Parents involved in a child custody dispute or divorce in New Mexico will face a variety of tough decisions when determining how they will co-parent their children after they are separated. The final version of those decisions regarding custody and timesharing become a binding court order when the parties, or the court itself, enters a parenting plan.
A parenting plan will include all the day to day details of how the parents will care for and share time with their children. An integral part of that parenting plan is a schedule for holiday timesharing.
Sometimes in the flurry of negotiation or a heated hearing in front of the judge to determine child custody and/or child support, holiday timesharing can be overlooked. Failing to determine how the parents will share the holidays can lead to major disagreements later, which in turn can be very hard on the children and the parties.
Holiday timesharing plans vary widely. There are some fairly common arrangements. Often parents will alternate years. For example the father has the children for Christmas Day in even years and the mother has them for Christmas Day in odd years. Where possible, the parents will frequently also divide Christmas Eve. Essentially, the Christmas day schedule will be reversed.

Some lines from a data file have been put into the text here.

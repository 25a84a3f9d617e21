//! Component C — Matrix Builder.
//!
//! Converts `(Links, PerformanceModel)` into the row-stochastic transition
//! matrix `P` and a family of per-counter cost matrices `{C_k}`, under the
//! labeling/defaulting policy of SPEC_FULL.md §4.3. This policy is
//! load-bearing: it is what lets a performance model specify probabilities
//! for only *some* labels and have the remainder spread uniformly across
//! the unlabeled edges of each state.

use std::collections::{BTreeMap, HashSet};

use smc_core::{Links, Matrix, PerformanceModel, SmcError, SmcResult};
use tracing::{error, trace, warn};

/// The transition matrix plus one cost matrix per counter name declared by
/// the performance model.
pub struct BuiltMatrices {
    pub p: Matrix,
    pub cost: BTreeMap<String, Matrix>,
}

/// Build `(P, {C_k})` from `links` and `model`.
///
/// # Errors
///
/// Returns `NumericError` if any state's total labeled probability `T(i)`
/// exceeds `1` — the residual policy would otherwise produce negative
/// matrix entries (SPEC_FULL.md §9, Open Questions).
pub fn build(links: &Links, model: &PerformanceModel) -> SmcResult<BuiltMatrices> {
    let n = links.total_nodes;
    let mut p = Matrix::zeros(n);
    let counter_names = model.counter_names();
    let mut cost: BTreeMap<String, Matrix> = counter_names
        .iter()
        .map(|name| (name.clone(), Matrix::zeros(n)))
        .collect();

    if n == 0 {
        return Ok(BuiltMatrices { p, cost });
    }

    // Pass 1: per-state totals needed before we can assign residual shares.
    let mut total_labeled_prob = vec![0.0_f64; n]; // T(i)
    let mut unlabeled_count = vec![0usize; n]; // number of unlabeled out-edges
    let mut structural_out_degree = vec![0usize; n]; // round(1/w) from any edge of i
    let mut edge_prob: Vec<Option<f64>> = vec![None; links.links.len()]; // p(e), cached per edge
    let mut warned_labels: HashSet<&str> = HashSet::new(); // unknown labels already logged

    for (idx, link) in links.links.iter().enumerate() {
        check_index(link.src, n)?;
        check_index(link.dst, n)?;

        structural_out_degree[link.src] = link.structural_out_degree();

        if !link.is_labeled() {
            unlabeled_count[link.src] += 1;
            continue;
        }

        let mut p_e = 0.0;
        for label in &link.labels {
            match model.get(label) {
                Some(cfg) => p_e += cfg.probability,
                None => {
                    if warned_labels.insert(label.as_str()) {
                        warn!(label = %label, "label referenced by edge absent from performance model; treating as 0 probability, 0 counters");
                    }
                }
            }
        }
        if p_e < 0.0 {
            error!(state = link.src, probability = p_e, "negative edge probability");
            return Err(SmcError::NumericError(format!(
                "state {}: negative probability {p_e} on a labeled edge",
                link.src
            )));
        }
        edge_prob[idx] = Some(p_e);
        total_labeled_prob[link.src] += p_e;
    }

    for i in 0..n {
        if total_labeled_prob[i] > 1.0 + 1e-9 {
            error!(state = i, total = total_labeled_prob[i], "T(i) > 1");
            return Err(SmcError::NumericError(format!(
                "state {i}: total labeled probability {} exceeds 1",
                total_labeled_prob[i]
            )));
        }
        if total_labeled_prob[i] == 0.0 {
            // Fully-unlabeled (or edgeless) state: fall back to the
            // structural out-degree so it still distributes uniformly.
            trace!(state = i, "T(i) = 0; falling back to uniform distribution over structural out-degree");
            unlabeled_count[i] = structural_out_degree[i];
        }
    }

    let residual: Vec<f64> = (0..n)
        .map(|i| {
            if unlabeled_count[i] > 0 {
                (1.0 - total_labeled_prob[i]) / unlabeled_count[i] as f64
            } else {
                trace!(state = i, "no unlabeled out-edges; residual is 0");
                0.0
            }
        })
        .collect();

    // Pass 2: assign contributions.
    for (idx, link) in links.links.iter().enumerate() {
        let contribution = match edge_prob[idx] {
            Some(p_e) if total_labeled_prob[link.src] > 0.0 => p_e,
            _ => residual[link.src],
        };
        p.add(link.src, link.dst, contribution);

        for label in &link.labels {
            let Some(cfg) = model.get(label) else {
                continue;
            };
            for (name, value) in &cfg.counters {
                if let Some(matrix) = cost.get_mut(name) {
                    matrix.add(link.src, link.dst, *value);
                }
            }
        }
    }

    Ok(BuiltMatrices { p, cost })
}

fn check_index(idx: usize, n: usize) -> SmcResult<()> {
    if idx >= n {
        return Err(SmcError::SchemaError(format!(
            "edge references state {idx}, out of range for total_nodes {n}"
        )));
    }
    Ok(())
}

#[cfg(test)]
mod tests {
    use super::*;
    use smc_core::{LabelConfig, Link};

    fn link(src: usize, dst: usize, weight: f64, labels: &[&str]) -> Link {
        Link {
            src,
            dst,
            weight,
            labels: labels.iter().map(|s| s.to_string()).collect(),
        }
    }

    fn links(total_nodes: usize, edges: Vec<Link>) -> Links {
        Links {
            total_nodes,
            links: edges,
        }
    }

    fn model_with(label: &str, probability: f64, counters: &[(&str, f64)]) -> PerformanceModel {
        let mut m = PerformanceModel::empty();
        m.insert(
            label,
            LabelConfig {
                probability,
                counters: counters.iter().map(|(k, v)| (k.to_string(), *v)).collect(),
            },
        );
        m
    }

    /// S1 — two-state absorber.
    #[test]
    fn s1_two_state_absorber() {
        let l = links(2, vec![link(0, 1, 1.0, &["a"]), link(1, 1, 1.0, &[])]);
        let model = model_with("a", 1.0, &[]);
        let built = build(&l, &model).unwrap();
        assert!((built.p.get(0, 0) - 0.0).abs() < 1e-12);
        assert!((built.p.get(0, 1) - 1.0).abs() < 1e-12);
        assert!((built.p.get(1, 1) - 1.0).abs() < 1e-12);
    }

    /// S2 — residual split.
    #[test]
    fn s2_residual_split() {
        let l = links(
            3,
            vec![
                link(0, 1, 0.5, &["a"]),
                link(0, 2, 0.5, &[]),
                link(1, 1, 1.0, &[]),
                link(2, 2, 1.0, &[]),
            ],
        );
        let model = model_with("a", 0.3, &[]);
        let built = build(&l, &model).unwrap();
        assert!((built.p.get(0, 1) - 0.3).abs() < 1e-9);
        assert!((built.p.get(0, 2) - 0.7).abs() < 1e-9);
        assert!((built.p.get(0, 0) - 0.0).abs() < 1e-9);
    }

    /// S3 — unlabeled uniform.
    #[test]
    fn s3_unlabeled_uniform() {
        let l = links(
            3,
            vec![
                link(0, 1, 0.5, &[]),
                link(0, 2, 0.5, &[]),
                link(1, 1, 1.0, &[]),
                link(2, 2, 1.0, &[]),
            ],
        );
        let model = PerformanceModel::empty();
        let built = build(&l, &model).unwrap();
        assert!((built.p.get(0, 1) - 0.5).abs() < 1e-9);
        assert!((built.p.get(0, 2) - 0.5).abs() < 1e-9);
    }

    /// S4 — counter accumulation.
    #[test]
    fn s4_counter_accumulation() {
        let l = links(2, vec![link(0, 1, 1.0, &["a"]), link(1, 1, 1.0, &[])]);
        let model = model_with("a", 1.0, &[("cost", 4.0)]);
        let built = build(&l, &model).unwrap();
        assert!((built.cost["cost"].get(0, 1) - 4.0).abs() < 1e-12);
        assert_eq!(built.cost["cost"].get(1, 1), 0.0);
    }

    /// S5 — three-state loop with drain.
    #[test]
    fn s5_loop_with_drain() {
        let l = links(
            3,
            vec![
                link(0, 1, 1.0, &["a"]),
                link(1, 0, 0.5, &["a"]),
                link(1, 2, 0.5, &[]),
                link(2, 2, 1.0, &[]),
            ],
        );
        let model = model_with("a", 0.5, &[]);
        let built = build(&l, &model).unwrap();
        assert!((built.p.get(1, 0) - 0.5).abs() < 1e-9);
        assert!((built.p.get(1, 2) - 0.5).abs() < 1e-9);
    }

    #[test]
    fn t_greater_than_one_is_rejected() {
        let l = links(1, vec![link(0, 0, 1.0, &["a", "b"])]);
        let mut model = model_with("a", 0.7, &[]);
        model.insert(
            "b",
            LabelConfig {
                probability: 0.7,
                counters: Default::default(),
            },
        );
        let err = build(&l, &model).unwrap_err();
        assert!(matches!(err, SmcError::NumericError(_)));
    }

    #[test]
    fn zero_probability_label_receives_no_residual_when_t_positive() {
        // Open question from SPEC_FULL.md §9: when T(i) > 0 from some other
        // labeled edge, a labeled edge with p(e) = 0 still counts as
        // "labeled" and receives no residual, so the row can sum to < 1.
        let l = links(
            3,
            vec![
                link(0, 1, 1.0, &["a"]),
                link(0, 2, 1.0, &["zero"]),
                link(1, 1, 1.0, &[]),
                link(2, 2, 1.0, &[]),
            ],
        );
        let mut model = model_with("a", 0.5, &[]);
        model.insert(
            "zero",
            LabelConfig {
                probability: 0.0,
                counters: Default::default(),
            },
        );
        let built = build(&l, &model).unwrap();
        assert!((built.p.get(0, 1) - 0.5).abs() < 1e-12);
        assert_eq!(built.p.get(0, 2), 0.0);
        assert!((built.p.row_sum(0) - 0.5).abs() < 1e-12);
    }

    #[test]
    fn empty_graph_returns_empty_matrices() {
        let l = links(0, vec![]);
        let model = PerformanceModel::empty();
        let built = build(&l, &model).unwrap();
        assert_eq!(built.p.n(), 0);
    }
}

With this common plan, one parent will have the children on Christmas Eve, the other parent will have them on Christmas Day. This insures that both parents see the kids during Christmas. Unfortunately, this arrangement is not always possible in cases where the parents live far apart.
Though it is typically the most emotionally charged, there is a lot more to the holiday schedule than Christmas. The same issues arise for all major holidays, spring break, summer break, and so on. The schedule should address all major holidays, especially those when the children will have time off from school. Like Christmas, a common arrangement is to alternate all holidays from year to year.
It is very important that the parenting plan include provisions for long weekends associated with many holidays such as Labor Day, Veteran‘s Day and July 4th. Some schedules may even include make-up time when a holiday with one parent falls during the other parent‘s regular period of responsibilities.
Again, holiday schedules will be different for every family, but the important thing is to make sure that they are as complete as possible to avoid the far too common fight over timesharing a week before Christmas when it is near impossible to get a court hearing.
The more detail in the parenting plan, the better. Detail will hopefully avoid conflict and thereby avoid court. And court during the holidays is really something to be avoided for everyone‘s sake.